Kir2.1 activates MEK1/2–ERK1/2–Snail–EMT pathway independent of Raf. A, Human phosphokinase antibody array assay showing 11 elevated phosphorylation kinases (left) with ERK1/2 kinases at the highest level (right). Data are shown as mean. B, The over-Kir2.1 gastric cancer cells showing enhanced phosphorylation of ERK1/2 and sh-Kir2.1 gastric cancer cells showing attenuated phosphorylation of ERK1/2. JNK and p38, the other two members of MAPKs in gastric cancer cells, were unaffected by Kir2.1 expression status. C, Decreased invasion capability of gastric cancer cells after treatment with PD98059 (10 μmol/L), a MEK1/2-specific inhibitor. Data are shown as mean ± SD (n = 5; NS, not significant; ***, P < 0.0001, ANOVA test).

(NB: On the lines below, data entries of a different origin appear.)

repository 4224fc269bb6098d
use std::env;
use std::fs;
use std::path::Path;

include!("../build_common.rs");

fn main() {
    let crate_dir = env::var("CARGO_MANIFEST_DIR").unwrap();
    process_readme_for_rustdoc(&crate_dir);
}
//! Errors surfaced by the service ports.
//!
//! Adapters keep their own detailed error types and map them into
//! [`ServiceError`] at the port boundary. The detail string is for logs;
//! [`ServiceError::user_message`] is what the user sees.

use thiserror::Error;

/// Shown when a report could not be analysed.
pub const ANALYSIS_FAILED_MESSAGE: &str = "无法读取报告，请确保文件清晰或稍后重试。";

/// Shown when a term explanation could not be produced.
pub const EXPLANATION_FAILED_MESSAGE: &str = "解释服务暂时不可用，请稍后再试。";

/// Shown when speech could not be synthesized.
pub const SPEECH_FAILED_MESSAGE: &str = "语音生成失败";

/// Failure of a remote service call.
#[derive(Debug, Clone, PartialEq, Eq, Error)]
pub enum ServiceError {
    /// Report analysis failed (transport, empty response, or unparseable JSON).
    #[error("Report analysis failed: {0}")]
    Analysis(String),

    /// Term explanation failed.
    #[error("Term explanation failed: {0}")]
    Explanation(String),

    /// Speech synthesis failed or returned no audio payload.
    #[error("Speech synthesis failed: {0}")]
    Speech(String),
}

impl ServiceError {
    /// The generic, user-facing message for this failure.
    #[must_use]
    pub const fn user_message(&self) -> &'static str {
        match self {
            Self::Analysis(_) => ANALYSIS_FAILED_MESSAGE,
            Self::Explanation(_) => EXPLANATION_FAILED_MESSAGE,
            Self::Speech(_) => SPEECH_FAILED_MESSAGE,
        }
    }

    /// Internal detail, for logging.
    #[must_use]
    pub fn detail(&self) -> &str {
        match self {
            Self::Analysis(detail) | Self::Explanation(detail) | Self::Speech(detail) => detail,
        }
    }
}
#[tokio::test]
async fn plays_summary_end_to_end() {
    let mut h = Harness::new(FakeSpeech::replying(Ok(speech_payload(1))));

    let outcome = h.controller.play(SUMMARY).await;
    assert!(matches!(outcome, PlayOutcome::Started));
    assert_eq!(h.controller.status(), PlaybackStatus::Playing);
    assert!(h.controller.has_active_session());
    assert_eq!(
        statuses(&h.drain()),
        [PlaybackStatus::Loading, PlaybackStatus::Playing]
    );

    {
        let buffers = h.context.buffers.lock().unwrap();
        assert_eq!(buffers.len(), 1);
        assert_eq!(buffers[0].frame_count(), 24_000);
        assert_eq!(buffers[0].sample_rate(), 24_000);
        assert_eq!(buffers[0].channel_count(), 1);
        assert_eq!(buffers[0].duration(), std::time::Duration::from_secs(1));
    }

    h.context.finish(0);

    assert_eq!(h.controller.status(), PlaybackStatus::Idle);
    assert!(!h.controller.has_active_session());
    assert_eq!(
        h.drain(),
        [
            PlaybackEvent::StatusChanged(PlaybackStatus::Idle),
            PlaybackEvent::Finished
        ]
    );
}

#[tokio::test]
async fn stop_is_idempotent() {
    let mut h = Harness::new(FakeSpeech::replying(Ok(speech_payload(1))));
    assert!(matches!(h.controller.play(SUMMARY).await, PlayOutcome::Started));
    h.drain();

    h.controller.stop();
    h.controller.stop();

    assert_eq!(h.controller.status(), PlaybackStatus::Idle);
    assert!(!h.controller.has_active_session());
    assert_eq!(h.context.source(0).stops.load(Ordering::SeqCst), 1);
    assert_eq!(statuses(&h.drain()), [PlaybackStatus::Idle]);
}

#[tokio::test]
async fn play_while_playing_toggles_off_without_fetching() {
    let mut h = Harness::new(FakeSpeech::replying(Ok(speech_payload(1))));
    assert!(matches!(h.controller.play(SUMMARY).await, PlayOutcome::Started));

    let outcome = h.controller.play(SUMMARY).await;

    assert!(matches!(outcome, PlayOutcome::Stopped));
    assert_eq!(h.controller.status(), PlaybackStatus::Idle);
    assert_eq!(h.speech.calls(), 1);
    assert_eq!(h.context.starts(), 1);
    assert_eq!(h.context.source(0).stops.load(Ordering::SeqCst), 1);
    assert!(!h.drain().contains(&PlaybackEvent::Finished));
}

#[tokio::test]
async fn response_after_stop_is_discarded() {
    let gate = Arc::new(Notify::new());
    let mut h = Harness::new(FakeSpeech::gated(Ok(speech_payload(1)), Arc::clone(&gate)));

    let pending = h.spawn_play().await;
    h.controller.stop();
    assert_eq!(h.controller.status(), PlaybackStatus::Idle);

    gate.notify_waiters();
    let outcome = pending.await.unwrap();

    assert!(matches!(outcome, PlayOutcome::Cancelled));
    assert_eq!(h.controller.status(), PlaybackStatus::Idle);
    assert_eq!(h.context.starts(), 0);
    assert!(!h.controller.has_active_session());
}

#[tokio::test]
async fn play_while_loading_cancels_the_request() {
    let gate = Arc::new(Notify::new());
    let mut h = Harness::new(FakeSpeech::gated(Ok(speech_payload(1)), Arc::clone(&gate)));

    let pending = h.spawn_play().await;
    let second = h.controller.play(SUMMARY).await;
    assert!(matches!(second, PlayOutcome::Cancelled));
    assert_eq!(h.controller.status(), PlaybackStatus::Idle);

    gate.notify_waiters();
    assert!(matches!(pending.await.unwrap(), PlayOutcome::Cancelled));

    assert_eq!(h.speech.calls(), 1);
    assert_eq!(h.context.starts(), 0);
    assert_eq!(h.controller.status(), PlaybackStatus::Idle);
}

#[tokio::test]
async fn newer_request_wins_over_stale_one() {
    let gate = Arc::new(Notify::new());
    let mut h = Harness::new(FakeSpeech::gated(Ok(speech_payload(1)), Arc::clone(&gate)));

    let first = h.spawn_play().await;
    h.controller.stop();
    let second = h.spawn_play().await;

    gate.notify_waiters();
    let first = first.await.unwrap();
    let second = second.await.unwrap();

    assert!(matches!(first, PlayOutcome::Cancelled));
    assert!(matches!(second, PlayOutcome::Started));
    assert_eq!(h.context.starts(), 1);
    assert_eq!(h.controller.status(), PlaybackStatus::Playing);
}

#[tokio::test]
async fn completion_of_a_replaced_session_is_ignored() {
    let mut h = Harness::new(FakeSpeech::replying(Ok(speech_payload(1))));

    assert!(matches!(h.controller.play(SUMMARY).await, PlayOutcome::Started));
    assert!(matches!(h.controller.play(SUMMARY).await, PlayOutcome::Stopped));
    assert!(matches!(h.controller.play(SUMMARY).await, PlayOutcome::Started));
    h.drain();

    // The first source reports its end late.
    h.context.finish(0);
    assert_eq!(h.controller.status(), PlaybackStatus::Playing);
    assert!(h.controller.has_active_session());
    assert!(h.drain().is_empty());

    h.context.finish(1);
    assert_eq!(h.controller.status(), PlaybackStatus::Idle);
    assert!(h.drain().contains(&PlaybackEvent::Finished));
}

#[tokio::test]
async fn fetch_failure_resets_to_idle_with_one_notification() {
    let mut h = Harness::new(FakeSpeech::replying(Err(ServiceError::Speech(
        "No audio data returned".into(),
    ))));

    let outcome = h.controller.play(SUMMARY).await;

    assert!(matches!(outcome, PlayOutcome::Failed(PlaybackError::Fetch(_))));
    assert_eq!(h.controller.status(), PlaybackStatus::Idle);
    assert_eq!(
        h.drain(),
        [
            PlaybackEvent::StatusChanged(PlaybackStatus::Loading),
            PlaybackEvent::StatusChanged(PlaybackStatus::Idle),
            PlaybackEvent::Failed {
                message: PLAYBACK_FAILED_MESSAGE.to_string()
            },
        ]
    );
    assert_eq!(h.context.starts(), 0);
}

#[tokio::test]
async fn malformed_payload_fails_playback() {
    let mut h = Harness::new(FakeSpeech::replying(Ok(STANDARD.encode([1u8, 2, 3]))));

    let outcome = h.controller.play(SUMMARY).await;

    assert!(matches!(
        outcome,
        PlayOutcome::Failed(PlaybackError::MalformedAudio(
            MalformedAudioError::OddByteLength(3)
        ))
    ));
    assert_eq!(h.controller.status(), PlaybackStatus::Idle);
    let failures = h
        .drain()
        .into_iter()
        .filter(|e| matches!(e, PlaybackEvent::Failed { .. }))
        .count();
    assert_eq!(failures, 1);
}

#[tokio::test]
async fn empty_payload_plays_nothing() {
    let mut h = Harness::new(FakeSpeech::replying(Ok(String::new())));

    let outcome = h.controller.play(SUMMARY).await;

    assert!(matches!(outcome, PlayOutcome::Empty));
    assert_eq!(h.controller.status(), PlaybackStatus::Idle);
    assert_eq!(h.context.starts(), 0);
    assert_eq!(
        statuses(&h.drain()),
        [PlaybackStatus::Loading, PlaybackStatus::Idle]
    );
}

#[tokio::test]
async fn suspended_context_is_resumed_before_playing() {
    let h = Harness::with(
        FakeSpeech::replying(Ok(speech_payload(1))),
        FakeContext::new(ContextState::Suspended),
    );

    assert!(matches!(h.controller.play(SUMMARY).await, PlayOutcome::Started));
    assert_eq!(h.context.resumes.load(Ordering::SeqCst), 1);
    assert_eq!(h.context.state(), ContextState::Running);
}

#[tokio::test]
async fn resume_failure_is_reported() {
    let mut context = FakeContext::new(ContextState::Suspended);
    context.resume_fails = true;
    let mut h = Harness::with(FakeSpeech::replying(Ok(speech_payload(1))), context);

    let outcome = h.controller.play(SUMMARY).await;

    assert!(matches!(
        outcome,
        PlayOutcome::Failed(PlaybackError::HardwareUnavailable(_))
    ));
    assert_eq!(h.speech.calls(), 0);
    assert_eq!(h.controller.status(), PlaybackStatus::Idle);
    assert!(h.drain().iter().any(|e| matches!(e, PlaybackEvent::Failed { .. })));
}

#[tokio::test]
async fn output_context_is_reused_across_plays() {
    let h = Harness::new(FakeSpeech::replying(Ok(speech_payload(1))));

    assert!(matches!(h.controller.play(SUMMARY).await, PlayOutcome::Started));
    h.context.finish(0);
    assert!(matches!(h.controller.play(SUMMARY).await, PlayOutcome::Started));

    assert_eq!(h.opens(), 1);
    assert_eq!(h.context.starts(), 2);
}

#[tokio::test]
async fn dispose_halts_playback_and_closes_once() {
    let h = Harness::new(FakeSpeech::replying(Ok(speech_payload(1))));
    assert!(matches!(h.controller.play(SUMMARY).await, PlayOutcome::Started));

    h.controller.dispose();
    h.controller.dispose();

    assert!(h.controller.is_disposed());
    assert_eq!(h.controller.status(), PlaybackStatus::Idle);
    assert_eq!(h.context.source(0).stops.load(Ordering::SeqCst), 1);
    assert_eq!(h.context.closes.load(Ordering::SeqCst), 1);

    let Harness {
        controller, context, ..
    } = h;
    drop(controller);
    assert_eq!(context.closes.load(Ordering::SeqCst), 1);
}

#[tokio::test]
async fn dispose_tolerates_a_source_that_already_ended() {
    let h = Harness::new(FakeSpeech::replying(Ok(speech_payload(1))));
    assert!(matches!(h.controller.play(SUMMARY).await, PlayOutcome::Started));

    // The source ended but its callback has not run yet.
    h.context.source(0).ended.store(true, Ordering::SeqCst);
    h.controller.dispose();

    assert_eq!(h.controller.status(), PlaybackStatus::Idle);
    assert_eq!(h.context.closes.load(Ordering::SeqCst), 1);
}

#[tokio::test]
async fn dispose_while_loading_discards_the_response() {
    let gate = Arc::new(Notify::new());
    let mut h = Harness::new(FakeSpeech::gated(Ok(speech_payload(1)), Arc::clone(&gate)));

    let pending = h.spawn_play().await;
    h.controller.dispose();
    gate.notify_waiters();

    assert!(matches!(pending.await.unwrap(), PlayOutcome::Cancelled));
    assert_eq!(h.context.starts(), 0);
    assert_eq!(h.context.closes.load(Ordering::SeqCst), 1);
}

#[tokio::test]
async fn play_after_dispose_fails() {
    let mut h = Harness::new(FakeSpeech::replying(Ok(speech_payload(1))));
    h.controller.dispose();

    let outcome = h.controller.play(SUMMARY).await;

    assert!(matches!(outcome, PlayOutcome::Failed(PlaybackError::Disposed)));
    assert_eq!(h.speech.calls(), 0);
    assert_eq!(h.opens(), 0);
    assert!(matches!(
        h.drain().last(),
        Some(PlaybackEvent::Failed { .. })
    ));
}

#[tokio::test]
async fn dropping_the_controller_disposes_it() {
    let h = Harness::new(FakeSpeech::replying(Ok(speech_payload(1))));
    assert!(matches!(h.controller.play(SUMMARY).await, PlayOutcome::Started));

    let Harness {
        controller, context, ..
    } = h;
    drop(controller);

    assert_eq!(context.source(0).stops.load(Ordering::SeqCst), 1);
    assert_eq!(context.closes.load(Ordering::SeqCst), 1);
}
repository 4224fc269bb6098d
//! Internal error types for Gemini operations.
//!
//! These errors are internal to `medreport-gemini` and are mapped to
//! `ServiceError` at the port boundary.

use thiserror::Error;

/// Result type alias for Gemini operations.
pub type GeminiResult<T> = Result<T, GeminiError>;

/// Errors related to Gemini API operations.
#[derive(Debug, Error)]
pub enum GeminiError {
    /// No API key was configured.
    #[error("Gemini API key is not configured (set GEMINI_API_KEY)")]
    MissingApiKey,

    /// API request failed with an HTTP error status.
    #[error("Gemini API request failed with status {status}: {message}")]
    ApiRequestFailed {
        /// HTTP status code
        status: u16,
        /// Error message from the response body, if any
        message: String,
    },

    /// The response had no text part.
    #[error("No response from AI")]
    MissingText,

    /// The response had no inline audio.
    #[error("No audio data returned")]
    MissingAudio,

    /// Network or HTTP client error.
    #[error("Network error: {0}")]
    Network(#[from] reqwest::Error),

    /// JSON parsing error.
    #[error("JSON parsing error: {0}")]
    JsonParse(#[from] serde_json::Error),
}

#[cfg(test)]
mod tests {
    use super::*;

    #[test]
    fn test_api_request_failed_error_message() {
        let error = GeminiError::ApiRequestFailed {
            status: 403,
            message: "API key not valid".to_string(),
        };
        let msg = error.to_string();
        assert!(msg.contains("403"));
        assert!(msg.contains("API key not valid"));
    }

    #[test]
    fn test_missing_audio_error_message() {
        assert_eq!(GeminiError::MissingAudio.to_string(), "No audio data returned");
    }

    #[test]
    fn test_json_error_converts() {
        let parse = serde_json::from_str::<serde_json::Value>("{").unwrap_err();
        let error: GeminiError = parse.into();
        assert!(matches!(error, GeminiError::JsonParse(_)));
    }
}
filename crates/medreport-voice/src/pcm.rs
//! Headerless PCM16 decoding.
//!
//! The speech service returns raw signed 16-bit little-endian samples,
//! interleaved frame by frame, wrapped in base64. Decoding is a pure
//! transform: base64 text → bytes → one `f32` plane per channel, each sample
//! divided by 32 768 so it lands in `[-1.0, 1.0)`. No resampling or clipping.

use std::time::Duration;

use base64::Engine as _;
use base64::engine::general_purpose::STANDARD;

use crate::error::MalformedAudioError;

/// Sample rate of synthesized speech (Hz).
pub const SPEECH_SAMPLE_RATE: u32 = 24_000;

/// Channel count of synthesized speech.
pub const SPEECH_CHANNELS: u16 = 1;

/// Divisor mapping `i16` onto `[-1.0, 1.0)`.
const I16_SCALE: f32 = 32_768.0;

/// Decoded audio, stored channel-major.
#[derive(Debug, Clone, PartialEq)]
pub struct DecodedAudioBuffer {
    /// One plane per channel, each `frame_count` samples long.
    planes: Vec<Vec<f32>>,
    sample_rate: u32,
    channels: u16,
}

impl DecodedAudioBuffer {
    #[must_use]
    pub const fn sample_rate(&self) -> u32 {
        self.sample_rate
    }

    #[must_use]
    pub const fn channel_count(&self) -> u16 {
        self.channels
    }

    /// Samples per channel.
    #[must_use]
    pub fn frame_count(&self) -> usize {
        self.planes.first().map_or(0, Vec::len)
    }

    /// True for a zero-frame buffer (plays as nothing).
    #[must_use]
    pub fn is_empty(&self) -> bool {
        self.frame_count() == 0
    }

    /// Samples of one channel, or `None` if `index` is out of range.
    #[must_use]
    pub fn channel(&self, index: usize) -> Option<&[f32]> {
        self.planes.get(index).map(Vec::as_slice)
    }

    /// Playing time of the buffer.
    #[must_use]
    #[allow(clippy::cast_precision_loss)]
    pub fn duration(&self) -> Duration {
        Duration::from_secs_f64(self.frame_count() as f64 / f64::from(self.sample_rate))
    }

    /// Frame-major (interleaved) copy of the samples, as most output
    /// backends expect.
    #[must_use]
    pub fn interleaved(&self) -> Vec<f32> {
        let frames = self.frame_count();
        let mut out = Vec::with_capacity(frames * self.planes.len());
        for frame in 0..frames {
            for plane in &self.planes {
                out.push(plane[frame]);
            }
        }
        out
    }
}

/// Decode a base64 PCM16 payload.
///
/// Leading and trailing whitespace is ignored; anything else that is not
/// standard padded base64 is rejected.
pub fn decode_base64(
    payload: &str,
    sample_rate: u32,
    channels: u16,
) -> Result<DecodedAudioBuffer, MalformedAudioError> {
    let bytes = STANDARD.decode(payload.trim())?;
    decode_pcm16(&bytes, sample_rate, channels)
}

/// Decode raw PCM16 LE bytes into per-channel `f32` planes.
///
/// Sample `n` of the input belongs to frame `n / channels`, channel
/// `n % channels`.
pub fn decode_pcm16(
    bytes: &[u8],
    sample_rate: u32,
    channels: u16,
) -> Result<DecodedAudioBuffer, MalformedAudioError> {
    if channels == 0 {
        return Err(MalformedAudioError::ZeroChannels);
    }
    if sample_rate == 0 {
        return Err(MalformedAudioError::ZeroSampleRate);
    }
    if bytes.len() % 2 != 0 {
        return Err(MalformedAudioError::OddByteLength(bytes.len()));
    }

    let channel_count = usize::from(channels);
    let samples = bytes.len() / 2;
    if samples % channel_count != 0 {
        return Err(MalformedAudioError::PartialFrame { samples, channels });
    }

    let frame_count = samples / channel_count;
    let mut planes: Vec<Vec<f32>> = (0..channel_count)
        .map(|_| Vec::with_capacity(frame_count))
        .collect();
    for (index, pair) in bytes.chunks_exact(2).enumerate() {
        let sample = i16::from_le_bytes([pair[0], pair[1]]);
        planes[index % channel_count].push(f32::from(sample) / I16_SCALE);
    }

    tracing::trace!(frame_count, channels, sample_rate, "Decoded PCM16 payload");

    Ok(DecodedAudioBuffer {
        planes,
        sample_rate,
        channels,
    })
}
//! Analyze command handler.
//!
//! Reads a report file, sends it to the analysis service as a data URL and
//! prints the three-step reading. With `--speak` the summary is read aloud.

use std::ffi::OsStr;
use std::path::Path;

use medreport_core::{DataUrl, mime_type_for_extension};

use crate::bootstrap::CliContext;
use crate::error::CliError;
use crate::handlers::speak;
use crate::presentation::print_report;

/// Execute the analyze command.
pub async fn execute(ctx: &CliContext, file: &Path, speak_summary: bool) -> Result<(), CliError> {
    let report = load_report(file)?;
    tracing::info!(file = %file.display(), mime = report.mime_type(), "Analysing report");

    eprintln!("正在分析报告，请稍等...");
    let result = ctx.analyzer.analyze_report(&report.to_string()).await?;

    print_report(&result);

    if speak_summary {
        speak::read_aloud(ctx, &result.summary).await?;
    }
    Ok(())
}

/// Read a report file into a data URL, inferring the MIME type from the
/// extension.
pub fn load_report(file: &Path) -> Result<DataUrl, CliError> {
    let extension = file.extension().and_then(OsStr::to_str).unwrap_or_default();
    let mime_type = mime_type_for_extension(extension).ok_or_else(|| {
        CliError::Arguments(format!(
            "不支持的文件格式：{}（支持 JPG、PNG、WEBP、HEIC、PDF 文件）",
            file.display()
        ))
    })?;

    let bytes = std::fs::read(file)?;
    if bytes.is_empty() {
        return Err(CliError::Arguments(format!("文件是空的：{}", file.display())));
    }

    Ok(DataUrl::from_bytes(mime_type, &bytes))
}

#[cfg(test)]
mod tests {
    use super::*;
    use crate::handlers::testing::{FakeServices, context};
    use medreport_core::ServiceError;
    use medreport_core::ports::ANALYSIS_FAILED_MESSAGE;
    use std::io::Write;

    fn report_file(extension: &str, bytes: &[u8]) -> tempfile::NamedTempFile {
        let mut file = tempfile::Builder::new()
            .suffix(&format!(".{extension}"))
            .tempfile()
            .unwrap();
        file.write_all(bytes).unwrap();
        file
    }

    #[test]
    fn test_load_report_builds_data_url() {
        let file = report_file("PNG", b"ABC");
        let url = load_report(file.path()).unwrap();
        assert_eq!(url.to_string(), "data:image/png;base64,QUJD");
    }

    #[test]
    fn test_unsupported_extension_is_rejected() {
        let file = report_file("docx", b"ABC");
        assert!(matches!(load_report(file.path()), Err(CliError::Arguments(_))));
    }

    #[test]
    fn test_missing_file_is_io_error() {
        let dir = tempfile::tempdir().unwrap();
        let result = load_report(&dir.path().join("missing.jpg"));
        assert!(matches!(result, Err(CliError::Io(_))));
    }

    #[test]
    fn test_empty_file_is_rejected() {
        let file = report_file("jpg", b"");
        assert!(matches!(load_report(file.path()), Err(CliError::Arguments(_))));
    }

    #[test]
    fn test_analyze_prints_report() {
        let file = report_file("jpg", b"\xff\xd8\xff");
        let ctx = context(FakeServices::default());
        assert!(tokio_test::block_on(execute(&ctx, file.path(), false)).is_ok());
    }

    #[test]
    fn test_analysis_failure_shows_user_message() {
        let file = report_file("jpg", b"\xff\xd8\xff");
        let ctx = context(FakeServices {
            analysis: Err(ServiceError::Analysis("bad json".into())),
            ..FakeServices::default()
        });
        let err = tokio_test::block_on(execute(&ctx, file.path(), false)).unwrap_err();
        assert_eq!(err.to_string(), ANALYSIS_FAILED_MESSAGE);
        assert_eq!(err.exit_code(), 1);
    }
}
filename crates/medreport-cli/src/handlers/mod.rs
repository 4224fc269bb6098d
//! Command handlers.
//!
//! Handlers follow one pattern:
//! - Signature: `pub async fn execute(ctx: &CliContext, ...) -> Result<(), CliError>`
//! - Validate CLI input, call a service port, format output for the terminal
//! - Service failures surface as the port's user-facing message

pub mod analyze;
pub mod explain;
pub mod speak;
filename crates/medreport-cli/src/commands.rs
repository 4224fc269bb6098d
//! Subcommands of the `medreport` binary.

use std::path::PathBuf;

use clap::Subcommand;

/// Available commands.
#[derive(Subcommand)]
pub enum Commands {
    /// Analyze a photographed or scanned report (JPG, PNG, WEBP, HEIC, PDF)
    Analyze {
        /// Path to the report file
        file: PathBuf,
        /// Read the summary aloud afterwards
        #[arg(long)]
        speak: bool,
    },

    /// Explain a medical term in plain language
    Explain {
        /// The term to explain (e.g. "肌酐")
        term: String,
    },

    /// Read text aloud
    Speak {
        /// Text to read
        text: String,
    },
}
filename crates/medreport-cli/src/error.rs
//! CLI-specific error types and mappings.
//!
//! This module provides the CLI error type and maps service and playback
//! failures to exit codes and user-facing messages.

use medreport_core::ServiceError;
use medreport_gemini::GeminiError;
use medreport_voice::PlaybackError;
use thiserror::Error;

/// CLI-specific error type.
#[derive(Debug, Error)]
pub enum CliError {
    /// A remote service call failed. Holds the user-facing message.
    #[error("{0}")]
    Service(String),

    /// Argument error.
    #[error("Invalid arguments: {0}")]
    Arguments(String),

    /// IO error (file not found, permission denied, etc.).
    #[error("IO error: {0}")]
    Io(String),

    /// Configuration error.
    #[error("Configuration error: {0}")]
    Config(String),

    /// Audio playback failed. Holds the user-facing message.
    #[error("{0}")]
    Playback(String),
}

impl CliError {
    /// Map error to appropriate exit code.
    ///
    /// Exit codes follow Unix conventions:
    /// - 0: Success
    /// - 1: General error
    /// - 2: Misuse of shell command (invalid arguments)
    /// - 64-78: Reserved for specific error categories (see sysexits.h)
    #[must_use]
    pub const fn exit_code(&self) -> i32 {
        match self {
            Self::Service(_) => 1,
            Self::Arguments(_) => 2, // EX_USAGE
            Self::Playback(_) => 70, // EX_SOFTWARE
            Self::Io(_) => 74,       // EX_IOERR
            Self::Config(_) => 78,   // EX_CONFIG
        }
    }
}

impl From<ServiceError> for CliError {
    fn from(err: ServiceError) -> Self {
        Self::Service(err.user_message().to_string())
    }
}

impl From<GeminiError> for CliError {
    fn from(err: GeminiError) -> Self {
        match err {
            GeminiError::MissingApiKey => Self::Config(err.to_string()),
            other => Self::Service(other.to_string()),
        }
    }
}

impl From<PlaybackError> for CliError {
    fn from(err: PlaybackError) -> Self {
        Self::Playback(err.user_message().to_string())
    }
}

impl From<std::io::Error> for CliError {
    fn from(err: std::io::Error) -> Self {
        Self::Io(err.to_string())
    }
}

D, Increased E-cadherin but decreased vimemtin, Snail, and pERK1/2 in PD98059 (10 μmol/L)-treated gastric cancer cells. E, Attenuation of the invasion capability of control gastric cancer cells by treatment with LY3009120 (20 μmol/L), a pan-Raf inhibitor, without effect on over-Kir2.1 gastric cancer cells. Data are shown as mean ± SD (n = 5; ***, P < 0.0001, Student t test). F, Attenuation of the level of pMEK1/2 and pERK1/2 in control gastric cancer cells by LY3009120 (20 μmol/L) treatment, without effect on over-Kir2.1 gastric cancer cells.